案件に応じて使用するツールを柔軟に選択し、日々新しいツールを検証するなど効率化に向けた研究をしている。
■DCC
主にMayaとBlender
■映像制作
Flame、Premiere Pro、DaVinci Resolve、After Effectsなど
VJ映像のみ、タイポグラフィを含めたもの、バーチャルステージなど、ライブによって求められる内容が異なるため、他ツールと合わせて適したソフトを使い分けている。
■DMX制御(照明・特効)
QLC+、MagicQ、TouchDesignerなど
■イラスト
CLIP STUDIO、Photoshop、illustrator
<2.仕事内容> ワークフローや求められるスキル
所属メンバー紹介
佐藤 浩一郎
ライブエンタテインメント部
映像ディレクション担当部長
松岡 翔吾
ライブエンタテインメント部
グループリーダー
大淵 康平
ライブエンタテインメント部
エンジニア
仕事内容・ワークフロー
LOGIC&MAGICのライブエンタテインメント部が携わる仕事の多くは、VTuberやバーチャルキャラクターのライブシーン制作だ。

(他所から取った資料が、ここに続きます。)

//! tapelisp - a three-layer language pipeline over a minimal tape machine
//!
//! Source text is lowered step by step until only the eight base tape
//! instructions remain, and is then executed against a [`tape::Memory`].
//!
//! ## Layers
//!
//! ```text
//! ;; Beta: s-expressions
//! (progn (set-to 3) (add!-relative 2) (> 2) (output))
//! ```
//!
//! ```text
//! ;; Alpha: macro tokens with numerals and families
//! =3 af2 >2 .
//! ```
//!
//! ```text
//! ;; Base: the tape instructions
//! [-]+++[->>+<<]>>.
//! ```
//!
//! Each layer accepts everything the layer below it accepts: Alpha text may
//! contain plain base instructions, and Beta functions compile to Alpha
//! tokens.
//!
//! ## Modules
//!
//! - `brackets`: paired-delimiter matching shared by the tape and the parser
//! - `tape`: memory, minimizer and interpreter for base instructions
//! - `alpha`: macro tokens, family templates, fixed-point translation
//! - `sexpr`: s-expression parsing into atoms and lists
//! - `beta`: compilation of s-expressions into Alpha tokens
//! - `encode`: generators of base programs that print a given text

use std::fmt;
use std::io::{BufRead, Write};

/// Number of cells in a freshly created tape.
pub const MEMORY_SIZE: usize = 30_000;

/// Cells hold values modulo this number; all cell arithmetic wraps.
pub const CELL_MODULUS: u64 = 1 << 32;

/// Maximum number of whole-text translation passes before the fixed-point
/// driver gives up.
pub const MAX_TRANSLATION_PASSES: usize = 16;

/// Maximum number of family templates a single macro token may unfold into.
pub const MAX_TEMPLATE_EXPANSIONS: usize = 64;

/// Maximum nesting depth accepted by the s-expression parser.
pub const MAX_PARSE_DEPTH: usize = 512;

/// Categorizes the different kinds of parsing errors.
#[derive(Debug, PartialEq, Eq, Clone, Copy)]
pub enum ParseErrorKind {
    /// Nothing but whitespace was given
    Empty,
    /// Extra input found after a complete expression
    TrailingContent,
    /// Expression nesting exceeded [`MAX_PARSE_DEPTH`]
    TooDeeplyNested,
}

/// A parse failure other than an unmatched delimiter.
#[derive(Debug, PartialEq, Eq, Clone)]
pub struct ParseError {
    pub kind: ParseErrorKind,
    pub message: String,
}

impl ParseError {
    pub fn new(kind: ParseErrorKind, message: impl Into<String>) -> Self {
        ParseError {
            kind,
            message: message.into(),
        }
    }
}

/// Error types for every stage of the pipeline
#[derive(Debug, Clone, PartialEq, Eq)]
pub enum Error {
    /// A loop bracket or parenthesis has no structural partner
    UnmatchedDelimiter { delimiter: char, position: usize },
    /// The head of a compiled list names no known function
    UnknownFunction(String),
    /// A bare atom was found where a function call was expected
    ExpectedCall(String),
    /// A function argument is not usable (wrong shape or not a numeral)
    InvalidArgument { function: String, argument: String },
    /// A numeral is too large for an opcode that cannot reduce it
    NumeralOutOfRange(String),
    /// Macro translation kept changing past the pass limit
    NoFixedPoint { limit: usize },
    /// An input instruction ran with no input left
    InputExhausted,
    /// Reading input or writing output failed
    Io(String),
    Parse(ParseError),
}

impl fmt::Display for Error {
    fn fmt(&self, f: &mut fmt::Formatter) -> fmt::Result {
        match self {
            Error::UnmatchedDelimiter {
                delimiter,
                position,
            } => write!(f, "Unmatched delimiter '{delimiter}' at position {position}"),
            Error::UnknownFunction(name) => write!(f, "Unknown function: {name}"),
            Error::ExpectedCall(atom) => {
                write!(f, "Expected a function call, found atom: {atom}")
            }
            Error::InvalidArgument { function, argument } => {
                write!(f, "Invalid argument to {function}: {argument}")
            }
            Error::NumeralOutOfRange(text) => write!(f, "Numeral out of range: {text}"),
            Error::NoFixedPoint { limit } => {
                write!(f, "Macro translation did not reach a fixed point within {limit} steps")
            }
            Error::InputExhausted => write!(f, "Input exhausted"),
            Error::Io(msg) => write!(f, "I/O error: {msg}"),
            Error::Parse(e) => write!(f, "ParseError: {}", e.message),
        }
    }
}

impl std::error::Error for Error {}

impl From<ParseError> for Error {
    fn from(e: ParseError) -> Self {
        Error::Parse(e)
    }
}

impl From<std::io::Error> for Error {
    fn from(e: std::io::Error) -> Self {
        Error::Io(e.to_string())
    }
}

/// Surface language of a source text.
#[derive(Debug, Clone, Copy, PartialEq, Eq)]
pub enum Dialect {
    /// Raw tape instructions
    Base,
    /// Macro layer: numerals, `=` and relative families
    Alpha,
    /// S-expression layer
    #[cfg(feature = "sexpr")]
    Beta,
}

impl Dialect {
    /// Guess the dialect from a file extension (`bf`, `bfa`, `bfb`).
    pub fn from_extension(ext: &str) -> Option<Self> {
        match ext {
            "bf" | "b" => Some(Dialect::Base),
            "bfa" => Some(Dialect::Alpha),
            #[cfg(feature = "sexpr")]
            "bfb" | "lisp" => Some(Dialect::Beta),
            _ => None,
        }
    }

    /// The structural delimiter pair of this dialect
    pub fn delimiters(self) -> brackets::Delimiters {
        match self {
            Dialect::Base | Dialect::Alpha => brackets::LOOP,
            #[cfg(feature = "sexpr")]
            Dialect::Beta => brackets::PAREN,
        }
    }
}

/// Lower `source` to base tape instructions.
pub fn compile(dialect: Dialect, source: &str) -> Result<String, Error> {
    match dialect {
        Dialect::Base => Ok(source.to_owned()),
        Dialect::Alpha => alpha::translate_to_base(source),
        #[cfg(feature = "sexpr")]
        Dialect::Beta => {
            let tree = sexpr::parse(source)?;
            let tokens = beta::compile(&tree)?;
            tracing::debug!(tokens = %tokens, "compiled s-expression to macro tokens");
            alpha::translate_to_base(&tokens)
        }
    }
}

/// Compile `source` and run it on `memory`, starting at instruction
/// `start`. Output is streamed to `output` and also returned; `memory` is
/// left mutated so a session can keep using it.
pub fn compile_and_run<R: BufRead, W: Write>(
    dialect: Dialect,
    source: &str,
    memory: &mut tape::Memory,
    start: usize,
    input: &mut R,
    output: &mut W,
) -> Result<String, Error> {
    let code = compile(dialect, source)?;
    tape::execute(&code, memory, start, input, output)
}

/// Check whether every structural delimiter in `partial` is balanced.
///
/// Used by interactive front ends to keep reading lines until a complete
/// unit has been entered.
pub fn is_syntactically_complete(dialect: Dialect, partial: &str) -> bool {
    brackets::all_matched(partial, dialect.delimiters())
}

pub mod alpha;
pub mod brackets;
pub mod encode;
pub mod tape;

#[cfg(feature = "sexpr")]
pub mod beta;

#[cfg(feature = "sexpr")]
pub mod sexpr;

同社のライブ制作は、顧客の要望によって技術面を担当することもあれば、コンセプト作りからライブ当日までの全ての工程を請け負う場合もある。案件ごとに仕事内容が大きく変わり、対応すべき技術も変わるため、それぞれの案件に適したワークフローを考案している。
ミニマムだと依頼から配信まで1ヶ月という案件もあれば、大規模なイベントの場合は半年前から準備にかかることもある。
ライブ案件は何作品も同時進行することも多い為、LOGIC&MAGICでは「ライブ制作ディレクター」という役職を導入している。
ライブ制作ディレクターは、案件の性質と個人の得意領域のバランスに応じてメンバーから選ばれ、見積りから作業工程の分解、チーム編成、さらには実作業に至るまで、幅広く対応する。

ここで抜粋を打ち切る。